— PROBLEM REQUIREMENTS —
Once the line containing "dev-release number, if any." is found in the entries below, reproduce it and every line after it, stopping at and including the line containing "fn write_padded(&self, f: &mut"; reproduce nothing else, and keep each line exact.

[[ SOURCE MATERIAL open ]]

impl Version {
    /// Returns a new version with the given release numbers and nothing else.
    pub fn new(release: impl Into<Vec<u64>>) -> Self {
        Self {
            epoch: 0,
            release: release.into(),
            pre: None,
            post: None,
            dev: None,
            local: None,
        }
    }

    /// Parses a version string. Same as [str::parse].
    ///
    /// # Errors
    ///
    /// Returns [ParseVersionError::InvalidVersion] if `version_str` is not a PEP 440 version.
    pub fn parse(version_str: &str) -> Result<Self, ParseVersionError> {
        version_str.parse()
    }

    /// The epoch, `0` unless given.
    pub fn epoch(&self) -> u64 {
        self.epoch
    }

    /// The release numbers, like `[2024, 9, 16]` for `2024.09.16`.
    pub fn release(&self) -> &[u64] {
        &self.release
    }

    /// The pre-release marker, if any.
    pub fn pre(&self) -> Option<PreRelease> {
        self.pre
    }

    /// The post-release number, if any.
    pub fn post(&self) -> Option<u64> {
        self.post
    }

    /// The dev-release number, if any.
    pub fn dev(&self) -> Option<u64> {
        self.dev
    }

    /// The parts of the local label, if any.
    pub fn local(&self) -> Option<&[LocalSegment]> {
        self.local.as_deref()
    }

    /// Whether this is a pre-release or a dev release.
    pub fn is_prerelease(&self) -> bool {
        self.pre.is_some() || self.dev.is_some()
    }

    /// Returns a copy of this version with `update` applied. See [VersionUpdate] for which parts
    /// get cleared.
    ///
    /// ```
    /// use calbump::{PrePhase, PreRelease, Version, VersionUpdate};
    ///
    /// let version: Version = "2024.9.16.post3.dev1".parse().unwrap();
    /// let updated = version.updated(VersionUpdate::new().pre(Some(PreRelease::new(PrePhase::Beta, 0))));
    /// assert_eq!("2024.9.16b0", updated.to_string());
    /// ```
    pub fn updated(&self, update: VersionUpdate) -> Self {
        let mut set = false;
        let release = next_part(update.release, &self.release, Vec::new(), &mut set);
        let pre = next_part(update.pre, &self.pre, None, &mut set);
        let post = next_part(update.post, &self.post, None, &mut set);
        let dev = next_part(update.dev, &self.dev, None, &mut set);
        let local = next_part(update.local, &self.local, None, &mut set);
        Self {
            epoch: self.epoch,
            release,
            pre,
            post,
            dev,
            local,
        }
    }

    /// Renders this version with release numbers zero-padded to at least `widths[i]`
    /// characters. Release numbers without a width are not padded.
    ///
    /// ```
    /// use calbump::Version;
    ///
    /// let version: Version = "2024.09.06.1".parse().unwrap();
    /// assert_eq!("2024.9.6.1", version.to_string());
    /// assert_eq!("2024.09.06.1", version.to_padded_string(&[4, 2, 2]));
    /// ```
    pub fn to_padded_string(&self, widths: &[usize]) -> String {
        let mut rendered = String::new();
        // writing to a String doesn't fail
        let _ = self.write_padded(&mut rendered, widths);
        rendered
    }

    fn write_padded(&self, f: &mut impl fmt::Write, widths: &[usize]) -> fmt::Result {
        if self.epoch != 0 {
            write!(f, "{}!", self.epoch)?;
        }
        for (idx, number) in self.release.iter().enumerate() {
            if idx > 0 {
                f.write_char('.')?;
            }
            let width = widths.get(idx).copied().unwrap_or(1);
            write!(f, "{:0width$}", number, width = width)?;
        }
        if let Some(pre) = &self.pre {
            write!(f, "{}", pre)?;
        }
        if let Some(post) = self.post {
            write!(f, ".post{}", post)?;
        }
        if let Some(dev) = self.dev {
            write!(f, ".dev{}", dev)?;
        }
        if let Some(local) = &self.local {
            f.write_char('+')?;
            for (idx, segment) in local.iter().enumerate() {
                if idx > 0 {
                    f.write_char('.')?;
                }
                write!(f, "{}", segment)?;
            }
        }
        Ok(())
    }

    /// The release numbers without trailing zeros. `1.0` and `1.0.0` compare equal.
    fn release_key(&self) -> &[u64] {
        let len = self
            .release
            .iter()
            .rposition(|number| *number != 0)
            .map_or(0, |idx| idx + 1);
        &self.release[..len]
    }

    /// A dev release without a pre or post release sorts before any pre-release of the same
    /// release. Otherwise, no pre-release sorts after all of them.
    fn pre_key(&self) -> PreKey {
        match (self.pre, self.post, self.dev) {
            (None, None, Some(_)) => PreKey::BeforeAll,
            (None, _, _) => PreKey::AfterAll,
            (Some(pre), _, _) => PreKey::Pre(pre),
        }
    }
}

#[derive(Debug, PartialEq, Eq, PartialOrd, Ord)]
enum PreKey {
    BeforeAll,
    Pre(PreRelease),
    AfterAll,
}

impl FromStr for Version {
    type Err = ParseVersionError;

    fn from_str(s: &str) -> Result<Self, Self::Err> {
        let caps = VERSION_RE
            .captures(s)
            .ok_or_else(|| ParseVersionError::InvalidVersion {
                version: s.to_owned(),
            })?;
        let number = |name: &str| {
            caps.name(name)
                .map(|m| parse_number(m.as_str(), s))
                .transpose()
        };

        let epoch = number("epoch")?.unwrap_or(0);
        let release = caps["release"]
            .split('.')
            .map(|digits| parse_number(digits, s))
            .collect::<Result<Vec<_>, _>>()?;

        let pre = match caps.name("pre_l").and_then(|l| normalize_letter(l.as_str())) {
            Some(Qualifier::Pre(phase)) => {
                Some(PreRelease::new(phase, number("pre_n")?.unwrap_or(0)))
            }
            _ => None,
        };

        // `1.0-1` is an implicit post release
        let post = match number("post_n1")? {
            Some(post) => Some(post),
            None if caps.name("post_l").is_some() => Some(number("post_n2")?.unwrap_or(0)),
            None => None,
        };

        let dev = match caps.name("dev_l") {
            Some(_) => Some(number("dev_n")?.unwrap_or(0)),
            None => None,
        };

        let local = caps.name("local").map(|m| parse_local(m.as_str()));

        Ok(Self {
            epoch,
            release,
            pre,
            post,
            dev,
            local,
        })
    }
}

impl Display for Version {
    /// Returns the normalized version string
    fn fmt(&self, f: &mut fmt::Formatter<'_>) -> fmt::Result {
        self.write_padded(f, &[])
    }
}

impl PartialEq for Version {
    fn eq(&self, other: &Self) -> bool {
        self.cmp(other) == Ordering::Equal
    }
}

impl Eq for Version {}

impl PartialOrd for Version {
    fn partial_cmp(&self, other: &Self) -> Option<Ordering> {
        Some(self.cmp(other))
    }
}

impl Ord for Version {
    /// Orders versions by epoch, release, pre, post, dev and local parts, in that order.
    ///
    /// - A missing post release sorts before any post release.
    /// - A missing dev release sorts after any dev release.
    /// - A missing local label sorts before any local label.
    fn cmp(&self, other: &Self) -> Ordering {
        self.epoch
            .cmp(&other.epoch)
            .then_with(|| self.release_key().cmp(other.release_key()))
            .then_with(|| self.pre_key().cmp(&other.pre_key()))
            .then_with(|| self.post.cmp(&other.post))
            .then_with(|| {
                (self.dev.is_none(), self.dev).cmp(&(other.dev.is_none(), other.dev))
            })
            .then_with(|| self.local.cmp(&other.local))
    }
}
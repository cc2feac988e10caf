//! Options of the [CalverScheme](crate::CalverScheme).
//!
//! Options can be read from a bare TOML table:
//!
//! ```toml
//! scheme-template = "YYYY.0M.DD"
//! validate-monotonicity = true
//! ```
//!
//! or from the `[tool.hatch.version]` table of a `pyproject.toml`, where the keys may also be
//! spelled `calver-scheme` and `validate-bump`:
//!
//! ```toml
//! [tool.hatch.version]
//! scheme = "calver"
//! calver-scheme = "YYYY.0M.DD"
//! validate-bump = false
//! ```
//!
//! Keys this crate doesn't know about are ignored.

use crate::{bump::DEFAULT_SCHEME_TEMPLATE, error::ConfigError};
use serde::Deserialize;

/// Options of the [CalverScheme](crate::CalverScheme).
#[derive(Debug, Clone, PartialEq, Eq, Deserialize)]
#[serde(default, rename_all = "kebab-case")]
pub struct SchemeConfig {
    /// The dot-separated calendar scheme. Defaults to `YYYY.MM.DD`.
    #[serde(alias = "calver-scheme")]
    pub scheme_template: String,

    /// Whether a bumped version must sort after the original one. Defaults to `true`.
    #[serde(alias = "validate-bump")]
    pub validate_monotonicity: bool,
}

impl Default for SchemeConfig {
    fn default() -> Self {
        Self {
            scheme_template: DEFAULT_SCHEME_TEMPLATE.to_string(),
            validate_monotonicity: true,
        }
    }
}

#[derive(Deserialize)]
struct PyProject {
    tool: Option<Tool>,
}

#[derive(Deserialize)]
struct Tool {
    hatch: Option<Hatch>,
}

#[derive(Deserialize)]
struct Hatch {
    version: Option<SchemeConfig>,
}

impl SchemeConfig {
    /// Reads options from a TOML table. Missing options get their defaults.
    ///
    /// # Errors
    ///
    /// Returns [ConfigError::Toml] if `toml_str` is not TOML, or an option has the wrong type.
    pub fn from_toml_str(toml_str: &str) -> Result<Self, ConfigError> {
        Ok(toml::from_str(toml_str)?)
    }

    /// Reads options from the `[tool.hatch.version]` table of a `pyproject.toml`. If there is no
    /// such table, all options get their defaults.
    ///
    /// # Errors
    ///
    /// Same as [SchemeConfig::from_toml_str].
    pub fn from_pyproject_str(toml_str: &str) -> Result<Self, ConfigError> {
        let pyproject: PyProject = toml::from_str(toml_str)?;
        Ok(pyproject
            .tool
            .and_then(|tool| tool.hatch)
            .and_then(|hatch| hatch.version)
            .unwrap_or_default())
    }
}
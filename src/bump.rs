use crate::{
    date::Date,
    error::BumpError,
    instruction::{Instruction, Instructions},
    template::SchemeTemplate,
    version::{PreRelease, Version, VersionUpdate},
};
use tracing::{debug, instrument};

/// The scheme template used when none is configured.
pub const DEFAULT_SCHEME_TEMPLATE: &str = "YYYY.MM.DD";

/// Bumps `original_version` according to `desired_version`, a comma-separated list of
/// instructions, and returns the new version string.
///
/// The first release numbers of the version are calendar values, one per dot-separated part
/// of `scheme_template` (see [SchemeTemplate]). Instructions are applied in order, each
/// seeing the result of the previous one:
///
/// | Instruction | Effect |
/// |---|---|
/// | `release`, `date` | Sets the scheme's release numbers to `date`. Later release numbers are kept. |
/// | `micro`, `patch`, `fix` | Increments the release number right after the scheme's (from an implicit `0`), and drops any after it. |
/// | `a`, `alpha`, `b`, `beta`, `c`, `rc`, `pre`, `preview` | Starts a pre-release of that phase at `0`, or increments it if the version already is one. |
/// | `post`, `rev`, `r` | Starts a post-release at `0`, or increments it. |
/// | `dev` | Starts a dev release at `0`, or increments it. |
///
/// Each of them drops the parts of the version that come after the part it sets (so `patch`
/// drops pre, post and dev releases, and `rc` drops post and dev releases).
///
/// Anything else is taken as an explicit version and returned as is, but only if it is the
/// sole instruction.
///
/// The scheme's release numbers are zero-padded back to the width of their part, so `0M`
/// stays two digits wide. If `date` is `None`, the current UTC date is used.
///
/// # Examples
///
/// ```
/// use calbump::{bump_version, Date};
///
/// let date = Date::explicit(2024, 9, 16).unwrap();
/// assert_eq!(
///     "2024.09.16",
///     bump_version("0", "date", "YYYY.0M.DD", Some(&date)).unwrap()
/// );
/// assert_eq!(
///     "24.09.16.4.post1",
///     bump_version("2024.09.10.1.post3", "date,patch,micro,fix,post,post", "YY.0M.DD", Some(&date)).unwrap()
/// );
/// ```
///
/// # Errors
///
/// - [BumpError::Version] if `original_version` is not a PEP 440 version.
/// - [BumpError::Instruction] if an explicit version is combined with other instructions.
/// - [BumpError::Scheme] if a date instruction meets a template token that isn't a calendar
///   part, or a year the template can't express.
/// - [BumpError::CounterOverflow] if a counter to increment is already [u64::MAX].
#[instrument]
pub fn bump_version(
    original_version: &str,
    desired_version: &str,
    scheme_template: &str,
    date: Option<&Date>,
) -> Result<String, BumpError> {
    let template = SchemeTemplate::new(scheme_template);
    let mut version = Version::parse(original_version)?;

    let instructions = match Instructions::parse(desired_version)? {
        Instructions::Explicit(explicit) => {
            debug!(%explicit, "using explicit version");
            return Ok(explicit);
        }
        Instructions::Update(instructions) => instructions,
    };

    let reference_date = date.copied().or_else(|| {
        instructions
            .iter()
            .any(Instruction::uses_date)
            .then(Date::utc_now)
    });
    if let Some(date) = &reference_date {
        debug!(%date, "using reference date");
    }

    for instruction in &instructions {
        version = apply(&version, instruction, &template, reference_date)?;
        debug!(%instruction, %version, "applied instruction");
    }

    // `Version` keeps release numbers as integers, which loses zero-padding like the `09` of a
    // `0M` part. Pad them back to their part's width.
    Ok(version.to_padded_string(&template.min_widths()))
}

/// Applies one instruction.
fn apply(
    version: &Version,
    instruction: &Instruction,
    template: &SchemeTemplate,
    reference_date: Option<Date>,
) -> Result<Version, BumpError> {
    let increment = |counter: u64| {
        counter
            .checked_add(1)
            .ok_or_else(|| BumpError::CounterOverflow {
                version: version.to_string(),
                instruction: instruction.to_string(),
            })
    };

    let scheme_len = template.len();
    let update = match instruction {
        Instruction::Release => {
            let date = reference_date.unwrap_or_else(Date::utc_now);
            let mut release = template.values(&date)?;
            release.extend(version.release().iter().skip(scheme_len));
            VersionUpdate::new().release(release)
        }
        Instruction::Micro => {
            let current = version.release();
            let micro = current.get(scheme_len).copied().unwrap_or(0);
            let mut release = current[..scheme_len.min(current.len())].to_vec();
            release.push(increment(micro)?);
            VersionUpdate::new().release(release)
        }
        Instruction::Pre(phase) => {
            let number = match version.pre() {
                Some(pre) if pre.phase == *phase => increment(pre.number)?,
                _ => 0,
            };
            VersionUpdate::new().pre(Some(PreRelease::new(*phase, number)))
        }
        Instruction::Post => {
            let post = version.post().map_or(Ok(0), increment)?;
            VersionUpdate::new().post(Some(post))
        }
        Instruction::Dev => {
            let dev = version.dev().map_or(Ok(0), increment)?;
            VersionUpdate::new().dev(Some(dev))
        }
    };
    Ok(version.updated(update))
}

#[cfg(test)]
mod tests {
    use super::*;
    use crate::error::{InstructionError, ParseVersionError, SchemeError};
    use rstest::*;

    #[fixture]
    fn date() -> Date {
        Date::explicit(2024, 9, 16).unwrap()
    }

    #[rstest]
    // `release`/`date` set the scheme's release numbers to the date
    #[case("0", "release", "YYYY.MM.DD", "2024.9.16")]
    #[case("0", "date", "YYYY.0M.DD", "2024.09.16")]
    #[case("0.0", "date", "YY.WW", "24.38")]
    #[case("2023.1.2.7", "date", "YYYY.MM.DD", "2024.9.16.7")]
    #[case("2023.1.2.7rc1", "date", "YYYY.MM.DD", "2024.9.16.7")]
    // patch
    #[case("2024.09.16", "patch", "YYYY.0M.DD", "2024.09.16.1")]
    #[case("2024.09.16.1", "patch", "YYYY.0M.DD", "2024.09.16.2")]
    #[case("2024.09.16.1.5.6", "fix", "YYYY.0M.DD", "2024.09.16.2")]
    #[case("2024.09.16.1rc2", "micro", "YYYY.0M.DD", "2024.09.16.2")]
    // pre-releases
    #[case("2024.09.16", "a,alpha", "YYYY.0M.DD", "2024.09.16a1")]
    #[case("2024.09.16", "b,beta,b", "YYYY.0M.DD", "2024.09.16b2")]
    #[case("2024.09.16", "c,pre,rc", "YYYY.M.DD", "2024.9.16rc2")]
    #[case("2024.09.16a3", "b", "YYYY.0M.DD", "2024.09.16b0")]
    #[case("2024.09.16a3.post1.dev2", "a", "YYYY.0M.DD", "2024.09.16a4")]
    // post-releases
    #[case("2024.09.16", "post,rev,r", "YYYY.0M.DD", "2024.09.16.post2")]
    #[case("2024.09.16.post4.dev1", "post", "YYYY.0M.DD", "2024.09.16.post5")]
    // dev
    #[case("2024.09.16", "dev", "YYYY.M.DD", "2024.9.16.dev0")]
    #[case("2024.09.16.dev0", "dev", "YYYY.M.DD", "2024.9.16.dev1")]
    // weird long instructions
    #[case("2024.09.16.42", "patch,micro,fix,post,post", "YYYY.0M.DD", "2024.09.16.45.post1")]
    #[case(
        "2024.09.10.1.post3",
        "date,patch,micro,fix,post,post",
        "YY.0M.DD",
        "24.09.16.4.post1"
    )]
    // the date isn't touched without `release`/`date`
    #[case("2023", "patch", "YYYY", "2023.1")]
    #[case("2023.12", "patch", "YYYY.MM", "2023.12.1")]
    // zero-padding lost by parsing is restored
    #[case("2024.9.3", "patch", "YYYY.0M.0D", "2024.09.03.1")]
    #[case("1!2024.9.3+local.1", "dev", "YYYY.0M.0D", "1!2024.09.03.dev0")]
    // explicit versions
    #[case("0", "2024.1.1", "this won't matter", "2024.1.1")]
    #[case("2024.09.16", "2024.09.17", "YYYY.MM.DD", "2024.09.17")]
    fn test_bump(
        date: Date,
        #[case] original: &str,
        #[case] desired: &str,
        #[case] scheme: &str,
        #[case] expected: &str,
    ) {
        assert_eq!(
            Ok(expected.to_string()),
            bump_version(original, desired, scheme, Some(&date))
        );
    }

    #[rstest]
    #[case("0", "YYYY.0M.DD")]
    #[case("2023.01.02.5", "YYYY.0M.DD")]
    #[case("2023.01.5", "0Y.WW")]
    #[case("2023.01.5rc1", "YYYY.DD")]
    fn test_release_is_idempotent(date: Date, #[case] original: &str, #[case] scheme: &str) {
        let once = bump_version(original, "date", scheme, Some(&date)).unwrap();
        let twice = bump_version(original, "date,release", scheme, Some(&date)).unwrap();
        let again = bump_version(&once, "release", scheme, Some(&date)).unwrap();
        assert_eq!(once, twice);
        assert_eq!(once, again);
    }

    #[rstest]
    fn test_patch_strictly_increases(date: Date) {
        let mut current = "2024.09.16".to_string();
        let mut previous = Version::parse(&current).unwrap();
        for expected_micro in 1..=12 {
            current = bump_version(&current, "patch", "YYYY.0M.DD", Some(&date)).unwrap();
            assert_eq!(format!("2024.09.16.{expected_micro}"), current);

            let next = Version::parse(&current).unwrap();
            assert!(previous < next);
            previous = next;
        }
    }

    #[rstest]
    #[case("a", "a", "2024.9.16a1")]
    #[case("a", "b", "2024.9.16b0")]
    #[case("rc", "b", "2024.9.16b0")]
    #[case("alpha", "a", "2024.9.16a1")]
    #[case("preview", "c", "2024.9.16rc1")]
    fn test_pre_phase_switch(
        date: Date,
        #[case] first: &str,
        #[case] second: &str,
        #[case] expected: &str,
    ) {
        let fresh = bump_version("2024.9.16", first, "YYYY.MM.DD", Some(&date)).unwrap();
        assert!(fresh.ends_with('0'));
        let switched = bump_version(&fresh, second, "YYYY.MM.DD", Some(&date)).unwrap();
        assert_eq!(expected, switched);
    }

    #[rstest]
    fn test_pre_phase_switch_resets_high_number(date: Date) {
        let bumped = bump_version("2024.9.16", "a,a,a,a,a", "YYYY.MM.DD", Some(&date)).unwrap();
        assert_eq!("2024.9.16a4", bumped);
        let bumped = bump_version(&bumped, "b", "YYYY.MM.DD", Some(&date)).unwrap();
        assert_eq!("2024.9.16b0", bumped);
    }

    #[rstest]
    fn test_explicit_with_others(date: Date) {
        assert_eq!(
            Err(BumpError::Instruction(
                InstructionError::MultipleUpdateOperationsWithExplicitVersion {
                    instructions: "2024.8.15,patch".to_string()
                }
            )),
            bump_version("0", "2024.8.15,patch", DEFAULT_SCHEME_TEMPLATE, Some(&date))
        );
    }

    #[rstest]
    fn test_unrecognized_scheme_token(date: Date) {
        let err = bump_version("0", "date", "HEY.THERE", Some(&date)).unwrap_err();
        assert!(matches!(
            err,
            BumpError::Scheme(SchemeError::UnrecognizedSchemeToken { ref token, .. }) if token == "HEY"
        ));
        assert!(err.to_string().starts_with("Unknown calver-scheme part: HEY"));
    }

    #[rstest]
    fn test_unrecognized_scheme_token_without_date_instruction(date: Date) {
        // only `release`/`date` need the template to be made of calendar parts
        assert_eq!(
            Ok("1.2.1".to_string()),
            bump_version("1.2", "patch", "HEY.THERE", Some(&date))
        );
        // no date is resolved either
        assert_eq!(
            Ok("1.2.1rc0".to_string()),
            bump_version("1.2", "patch,rc", "HEY.THERE", None)
        );
    }

    #[rstest]
    fn test_invalid_original(date: Date) {
        assert_eq!(
            Err(BumpError::Version(ParseVersionError::InvalidVersion {
                version: "not a version".to_string()
            })),
            bump_version("not a version", "patch", DEFAULT_SCHEME_TEMPLATE, Some(&date))
        );
    }

    #[rstest]
    #[case("2024.9.16.18446744073709551615", "patch", "micro")]
    #[case("2024.9.16.post18446744073709551615", "post", "post")]
    #[case("2024.9.16rc18446744073709551615", "rc", "rc")]
    #[case("2024.9.16.dev18446744073709551615", "dev", "dev")]
    fn test_counter_at_max(
        date: Date,
        #[case] original: &str,
        #[case] instructions: &str,
        #[case] instruction: &str,
    ) {
        assert_eq!(
            Err(BumpError::CounterOverflow {
                version: original.to_string(),
                instruction: instruction.to_string(),
            }),
            bump_version(original, instructions, "YYYY.MM.DD", Some(&date))
        );
    }

    #[rstest]
    // the counter being bumped is not the one at its maximum
    #[case("2024.9.16rc18446744073709551615", "b", "2024.9.16b0")]
    #[case("2024.9.16.post18446744073709551615", "patch", "2024.9.16.1")]
    #[case("2024.9.16.18446744073709551615", "post", "2024.9.16.18446744073709551615.post0")]
    fn test_counter_at_max_untouched(
        date: Date,
        #[case] original: &str,
        #[case] instructions: &str,
        #[case] expected: &str,
    ) {
        assert_eq!(
            Ok(expected.to_string()),
            bump_version(original, instructions, "YYYY.MM.DD", Some(&date))
        );
    }

    #[test]
    fn test_no_date_uses_today() {
        let bumped = bump_version("0", "date", DEFAULT_SCHEME_TEMPLATE, None).unwrap();
        let version = Version::parse(&bumped).unwrap();
        assert_eq!(3, version.release().len());
        assert!(version > Version::new([2024, 9, 16]));
    }
}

[[ SOURCE MATERIAL closed ]]

— ANSWER SECTION —
    /// The dev-release number, if any.
    pub fn dev(&self) -> Option<u64> {
        self.dev
    }

    /// The parts of the local label, if any.
    pub fn local(&self) -> Option<&[LocalSegment]> {
        self.local.as_deref()
    }

    /// Whether this is a pre-release or a dev release.
    pub fn is_prerelease(&self) -> bool {
        self.pre.is_some() || self.dev.is_some()
    }

    /// Returns a copy of this version with `update` applied. See [VersionUpdate] for which parts
    /// get cleared.
    ///
    /// ```
    /// use calbump::{PrePhase, PreRelease, Version, VersionUpdate};
    ///
    /// let version: Version = "2024.9.16.post3.dev1".parse().unwrap();
    /// let updated = version.updated(VersionUpdate::new().pre(Some(PreRelease::new(PrePhase::Beta, 0))));
    /// assert_eq!("2024.9.16b0", updated.to_string());
    /// ```
    pub fn updated(&self, update: VersionUpdate) -> Self {
        let mut set = false;
        let release = next_part(update.release, &self.release, Vec::new(), &mut set);
        let pre = next_part(update.pre, &self.pre, None, &mut set);
        let post = next_part(update.post, &self.post, None, &mut set);
        let dev = next_part(update.dev, &self.dev, None, &mut set);
        let local = next_part(update.local, &self.local, None, &mut set);
        Self {
            epoch: self.epoch,
            release,
            pre,
            post,
            dev,
            local,
        }
    }

    /// Renders this version with release numbers zero-padded to at least `widths[i]`
    /// characters. Release numbers without a width are not padded.
    ///
    /// ```
    /// use calbump::Version;
    ///
    /// let version: Version = "2024.09.06.1".parse().unwrap();
    /// assert_eq!("2024.9.6.1", version.to_string());
    /// assert_eq!("2024.09.06.1", version.to_padded_string(&[4, 2, 2]));
    /// ```
    pub fn to_padded_string(&self, widths: &[usize]) -> String {
        let mut rendered = String::new();
        // writing to a String doesn't fail
        let _ = self.write_padded(&mut rendered, widths);
        rendered
    }

    fn write_padded(&self, f: &mut impl fmt::Write, widths: &[usize]) -> fmt::Result {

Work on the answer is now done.